Et avez-vous aussi la réponse?

- Ce que j'ai vu jusqu'à hier est une Europe indifférente, et même inconsciente, à l'égard du problème démographique. Aujourd'hui je vois une Europe "contrainte" d'accepter la solution immigration, nécessaire pour compenser le déficit (gap) démographique et les effets économique inéluctables après la crise économique insoluble.

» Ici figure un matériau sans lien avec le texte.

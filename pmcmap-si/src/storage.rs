//! Output payload storage
//!
//! The aggregation core hands its serialized tree to a [`TreeStore`]
//! together with a destination name; placement and format beyond "one JSON
//! document" are the store's concern.

use std::fs;
use std::path::{Path, PathBuf};

use pmcmap_common::{Error, Result};

/// Destination for one serialized subject tree.
pub trait TreeStore {
    /// Persist `payload` under `name`, returning where it landed.
    fn store(&self, payload: &serde_json::Value, name: &str) -> Result<PathBuf>;
}

/// Writes pretty-printed JSON files under a fixed directory, creating it on
/// first use.
pub struct FileTreeStore {
    dir: PathBuf,
}

impl FileTreeStore {
    pub fn new(dir: impl Into<PathBuf>) -> Self {
        Self { dir: dir.into() }
    }

    pub fn dir(&self) -> &Path {
        &self.dir
    }

    /// Default destination name, timestamped to keep successive runs apart.
    pub fn timestamped_name() -> String {
        format!(
            "subjects_tree_{}.json",
            chrono::Local::now().format("%Y%m%d_%H%M%S")
        )
    }
}

impl TreeStore for FileTreeStore {
    fn store(&self, payload: &serde_json::Value, name: &str) -> Result<PathBuf> {
        fs::create_dir_all(&self.dir)?;
        let path = self.dir.join(name);
        let body = serde_json::to_string_pretty(payload)
            .map_err(|e| Error::Internal(format!("serialize payload: {e}")))?;
        fs::write(&path, body)?;
        tracing::info!(path = %path.display(), "Wrote subject tree");
        Ok(path)
    }
}

#[cfg(test)]
mod tests {
    use super::*;
    use serde_json::json;
    use tempfile::TempDir;

    #[test]
    fn test_store_round_trip() {
        let dir = TempDir::new().unwrap();
        let store = FileTreeStore::new(dir.path().join("trees"));

        let payload = json!({
            "label": "",
            "count": 2,
            "is_article": false,
            "children": [{"label": "Biology", "count": 2, "is_article": false, "children": []}],
        });

        let path = store.store(&payload, "subjects_tree.json").unwrap();
        assert!(path.ends_with("trees/subjects_tree.json"));

        let written: serde_json::Value =
            serde_json::from_str(&fs::read_to_string(&path).unwrap()).unwrap();
        assert_eq!(written, payload);
    }

    #[test]
    fn test_timestamped_name_shape() {
        let name = FileTreeStore::timestamped_name();
        assert!(name.starts_with("subjects_tree_"));
        assert!(name.ends_with(".json"));
    }
}
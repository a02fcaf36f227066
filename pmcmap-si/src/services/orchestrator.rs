//! Ingest orchestrator
//!
//! Drives the per-article pipeline (fetch → parse → flatten → insert) over
//! an identifier list and produces the combined subject tree plus a run
//! summary. Fetch, parse, and flatten run on a bounded worker pool; every
//! insert happens on the consuming task, so the tree has a single writer.

use std::collections::BTreeSet;
use std::sync::Arc;

use futures::stream::{self, StreamExt};

use crate::models::article_id::PmcId;
use crate::models::subject_path::SubjectPath;
use crate::models::subject_tree::SubjectTree;
use crate::services::record_parser::{parse_subject_forest, subject_paths};
use crate::services::registry_client::RegistryClient;

/// Why one input identifier contributed nothing to the tree.
#[derive(Debug, Clone, Copy, PartialEq, Eq)]
enum SkipReason {
    /// Identifier failed the PMC shape check; no request was made.
    ShapeRejected,
    /// All fetch attempts failed or the registry refused the request.
    FetchFailed,
    /// The response body was not well-formed XML.
    MalformedRecord,
}

/// Outcome of one article's pipeline pass, handed to the aggregation task.
enum ArticleOutcome {
    Parsed {
        id: PmcId,
        paths: Vec<SubjectPath>,
    },
    Skipped {
        reason: SkipReason,
    },
}

/// Totals for one aggregation run.
#[derive(Debug, Default)]
pub struct RunSummary {
    /// Articles whose paths were merged into the tree.
    pub aggregated: usize,
    pub skipped_shape: usize,
    pub skipped_fetch: usize,
    pub skipped_parse: usize,
    /// Articles whose record carried no subject classification.
    pub empty_records: usize,
    pub paths_inserted: usize,
    /// Distinct topic labels observed across the run, owned by the caller.
    pub topic_labels: BTreeSet<String>,
}

impl RunSummary {
    pub fn skipped(&self) -> usize {
        self.skipped_shape + self.skipped_fetch + self.skipped_parse
    }
}

/// Subject aggregation orchestrator
pub struct Orchestrator {
    client: Arc<RegistryClient>,
    workers: usize,
}

impl Orchestrator {
    pub fn new(client: Arc<RegistryClient>, workers: usize) -> Self {
        Self {
            client,
            workers: workers.max(1),
        }
    }

    /// Run the full pipeline over `ids` and return the combined tree with a
    /// summary. Failures are logged per article and never abort the run.
    pub async fn run(&self, ids: &[String]) -> (SubjectTree, RunSummary) {
        let mut tree = SubjectTree::new();
        let mut summary = RunSummary::default();

        let outcomes = stream::iter(ids.iter().cloned())
            .map(|raw_id| {
                let client = Arc::clone(&self.client);
                async move { process_article(&client, &raw_id).await }
            })
            .buffered(self.workers);
        futures::pin_mut!(outcomes);

        while let Some(outcome) = outcomes.next().await {
            match outcome {
                ArticleOutcome::Parsed { id, paths } => {
                    if paths.is_empty() {
                        tracing::info!(pmc_id = %id, "No subject classification in record");
                        summary.empty_records += 1;
                        continue;
                    }
                    for path in &paths {
                        tracing::debug!(pmc_id = %id, path = %path, "Inserting subject path");
                        tree.insert(path, &id);
                    }
                    summary.paths_inserted += paths.len();
                    summary.aggregated += 1;
                    tracing::info!(pmc_id = %id, paths = paths.len(), "Aggregated article");
                }
                ArticleOutcome::Skipped { reason } => match reason {
                    SkipReason::ShapeRejected => summary.skipped_shape += 1,
                    SkipReason::FetchFailed => summary.skipped_fetch += 1,
                    SkipReason::MalformedRecord => summary.skipped_parse += 1,
                },
            }
        }

        summary.topic_labels = tree.topic_labels();
        (tree, summary)
    }
}

async fn process_article(client: &RegistryClient, raw_id: &str) -> ArticleOutcome {
    let id = match PmcId::parse(raw_id) {
        Ok(id) => id,
        Err(err) => {
            tracing::warn!(id = raw_id, %err, "Skipping article: identifier rejected");
            return ArticleOutcome::Skipped {
                reason: SkipReason::ShapeRejected,
            };
        }
    };

    let body = match client.fetch_record(&id).await {
        Ok(body) => body,
        Err(err) => {
            tracing::warn!(pmc_id = %id, %err, "Skipping article: fetch failed");
            return ArticleOutcome::Skipped {
                reason: SkipReason::FetchFailed,
            };
        }
    };

    match parse_subject_forest(&body) {
        Ok(forest) => ArticleOutcome::Parsed {
            id,
            paths: subject_paths(&forest),
        },
        Err(err) => {
            tracing::warn!(pmc_id = %id, %err, "Skipping article: malformed record");
            ArticleOutcome::Skipped {
                reason: SkipReason::MalformedRecord,
            }
        }
    }
}
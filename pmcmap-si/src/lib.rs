//! pmcmap-si - Subject Ingest service
//!
//! Fetches subject-classification metadata for PubMed Central articles from
//! the PMC OAI-PMH registry and aggregates it into one combined subject tree:
//! every topic node carries a traversal count, and every article hangs off
//! its most specific topic(s) as a distinct leaf.

pub mod models;
pub mod services;
pub mod storage;
pub mod utils;

pub use models::article_id::PmcId;
pub use models::subject_path::SubjectPath;
pub use models::subject_tree::{SerialNode, SubjectTree};
pub use services::orchestrator::{Orchestrator, RunSummary};
pub use services::record_parser::{parse_subject_forest, subject_paths, RecordError, TopicNode};
pub use services::registry_client::{FetchError, RegistryClient};
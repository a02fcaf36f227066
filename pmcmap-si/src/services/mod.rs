//! Service modules for the subject-ingest workflow

pub mod orchestrator;
pub mod record_parser;
pub mod registry_client;

pub use orchestrator::{Orchestrator, RunSummary};
pub use record_parser::{parse_subject_forest, subject_paths, RecordError, TopicNode};
pub use registry_client::{FetchError, RegistryClient};
//! Common error types for pmcmap

use thiserror::Error;

/// Common result type for pmcmap operations
pub type Result<T> = std::result::Result<T, Error>;

/// Common error types across the pmcmap crates
#[derive(Error, Debug)]
pub enum Error {
    /// I/O operation error (wraps std::io::Error)
    #[error("IO error: {0}")]
    Io(#[from] std::io::Error),

    /// Configuration loading or validation error
    #[error("Configuration error: {0}")]
    Config(String),

    /// Invalid user input or request parameter
    #[error("Invalid input: {0}")]
    InvalidInput(String),

    /// Internal error
    #[error("Internal error: {0}")]
    Internal(String),
}
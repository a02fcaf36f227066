//! Bounded retry with exponential backoff
//!
//! Drives a fallible async operation through an explicit
//! Attempting → BackingOff → Succeeded/Exhausted state machine with a
//! bounded attempt counter. Non-retryable failures exit immediately without
//! consuming the budget.

use std::time::Duration;

/// Retry schedule: total attempt budget and backoff curve.
#[derive(Debug, Clone, Copy)]
pub struct RetryPolicy {
    /// Total attempts, first try included. Must be at least 1.
    pub max_attempts: u32,
    /// Backoff before the second attempt.
    pub base_delay: Duration,
    /// Growth factor applied per further attempt.
    pub backoff_factor: f64,
}

impl RetryPolicy {
    /// Backoff after failed attempt `attempt` (attempts count from 1):
    /// `base_delay * backoff_factor^(attempt - 1)`.
    pub fn delay_after(&self, attempt: u32) -> Duration {
        self.base_delay
            .mul_f64(self.backoff_factor.powi(attempt.saturating_sub(1) as i32))
    }
}

/// Transition states of one retried operation.
enum RetryState<T, E> {
    Attempting(u32),
    BackingOff(u32, Duration),
    Succeeded(T, u32),
    Exhausted(E, u32),
}

/// Run `operation` until it succeeds, fails non-retryably, or the attempt
/// budget is spent.
///
/// `retryable` classifies errors; a non-retryable error is returned
/// unchanged after its single attempt. Returns the final result together
/// with the number of attempts consumed.
pub async fn run_with_backoff<T, E, F, Fut>(
    operation_name: &str,
    policy: RetryPolicy,
    retryable: impl Fn(&E) -> bool,
    mut operation: F,
) -> (Result<T, E>, u32)
where
    F: FnMut() -> Fut,
    Fut: std::future::Future<Output = Result<T, E>>,
{
    let mut state = RetryState::Attempting(1);
    loop {
        state = match state {
            RetryState::Attempting(attempt) => match operation().await {
                Ok(value) => RetryState::Succeeded(value, attempt),
                Err(err) if retryable(&err) && attempt < policy.max_attempts => {
                    let delay = policy.delay_after(attempt);
                    tracing::warn!(
                        operation = operation_name,
                        attempt,
                        delay_ms = delay.as_millis() as u64,
                        "Retryable failure, backing off"
                    );
                    RetryState::BackingOff(attempt, delay)
                }
                Err(err) if retryable(&err) => RetryState::Exhausted(err, attempt),
                Err(err) => return (Err(err), attempt),
            },
            RetryState::BackingOff(attempt, delay) => {
                tokio::time::sleep(delay).await;
                RetryState::Attempting(attempt + 1)
            }
            RetryState::Succeeded(value, attempts) => return (Ok(value), attempts),
            RetryState::Exhausted(err, attempts) => {
                tracing::warn!(
                    operation = operation_name,
                    attempts,
                    "Attempt budget exhausted"
                );
                return (Err(err), attempts);
            }
        };
    }
}
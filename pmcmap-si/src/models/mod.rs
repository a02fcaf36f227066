//! Data models for subject aggregation

pub mod article_id;
pub mod subject_path;
pub mod subject_tree;

pub use article_id::PmcId;
pub use subject_path::{SubjectPath, PATH_SEPARATOR};
pub use subject_tree::{SerialNode, SubjectTree};
use smcprims_frame::{KeyError, KeyInfo, RawValue, SmcKey};
use smcprims_transport::SmcTransport;
use tracing::debug;

use crate::config::SessionConfig;
use crate::error::Result;
use crate::transaction;

/// Typed access to one SMC connection.
///
/// The session never opens or closes the connection; it only issues calls
/// through the transport it was given. Every method takes `&mut self`, so at
/// most one transaction is in flight per session.
pub struct SmcSession<T> {
    transport: T,
    config: SessionConfig,
}

impl<T: SmcTransport> SmcSession<T> {
    /// Create a session with default configuration.
    pub fn new(transport: T) -> Self {
        Self::with_config(transport, SessionConfig::default())
    }

    /// Create a session with explicit configuration.
    pub fn with_config(transport: T, config: SessionConfig) -> Self {
        Self { transport, config }
    }

    pub fn config(&self) -> &SessionConfig {
        &self.config
    }

    pub fn set_config(&mut self, config: SessionConfig) {
        self.config = config;
    }

    /// Borrow the underlying transport.
    pub fn transport(&self) -> &T {
        &self.transport
    }

    /// Mutably borrow the underlying transport.
    pub fn transport_mut(&mut self) -> &mut T {
        &mut self.transport
    }

    /// Consume the session and return the transport.
    pub fn into_inner(self) -> T {
        self.transport
    }

    /// Whether `key` exists and can be read.
    ///
    /// A malformed key is a usage error and is returned as `Err`; any channel
    /// or controller failure while reading yields `Ok(false)`.
    pub fn is_key_valid(&mut self, key: &str) -> std::result::Result<bool, KeyError> {
        let key = SmcKey::new(key)?;
        match transaction::read_key(&mut self.transport, key) {
            Ok(_) => Ok(true),
            Err(err) => {
                debug!(%key, %err, "key check failed");
                Ok(false)
            }
        }
    }

    /// Read the raw value of `key`.
    pub fn read_raw(&mut self, key: &str) -> Result<RawValue> {
        let key = SmcKey::new(key)?;
        self.read_key(key)
    }

    /// Write a raw value to `key`.
    pub fn write_raw(&mut self, key: &str, value: &RawValue) -> Result<()> {
        let key = SmcKey::new(key)?;
        self.write_key(key, value)
    }

    /// Fetch the metadata of `key`.
    pub fn key_info(&mut self, key: &str) -> Result<KeyInfo> {
        let key = SmcKey::new(key)?;
        Ok(transaction::key_info(&mut self.transport, key)?)
    }

    pub(crate) fn read_key(&mut self, key: SmcKey) -> Result<RawValue> {
        Ok(transaction::read_key(&mut self.transport, key)?)
    }

    pub(crate) fn write_key(&mut self, key: SmcKey, value: &RawValue) -> Result<()> {
        Ok(transaction::write_key(&mut self.transport, key, value)?)
    }
}

impl<T> std::fmt::Debug for SmcSession<T> {
    fn fmt(&self, f: &mut std::fmt::Formatter<'_>) -> std::fmt::Result {
        f.debug_struct("SmcSession")
            .field("config", &self.config)
            .finish_non_exhaustive()
    }
}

Où le Vieux Continent s'est-il trompé?

- L'Europe a refusé de diagnostiquer les vraies raisons de la crise économique et dans les sept dernières années, elle a fait des diagnostics erronés et recherché des solutions pour la reprise qui n'étaient pas soutenables, et même contradictoires et conflictuelles en son sein même. Il y a une partie de l'Europe qui semble avoir une conscience arrogante de son leadership et une partie de l'Europe qui est au contraire de plus en plus démoralisée et pessimiste vis-à-vis des capacités de sa propre classe dirigeante de dépasser des promesses intenables et même offensantes pour l'intelligence des gouvernés, lesquels se sentent désormais expropriés de tout pouvoir et opprimés par des décisions économiques et morales qu'ils ne reconnaissent pas et ne comprennent pas non plus.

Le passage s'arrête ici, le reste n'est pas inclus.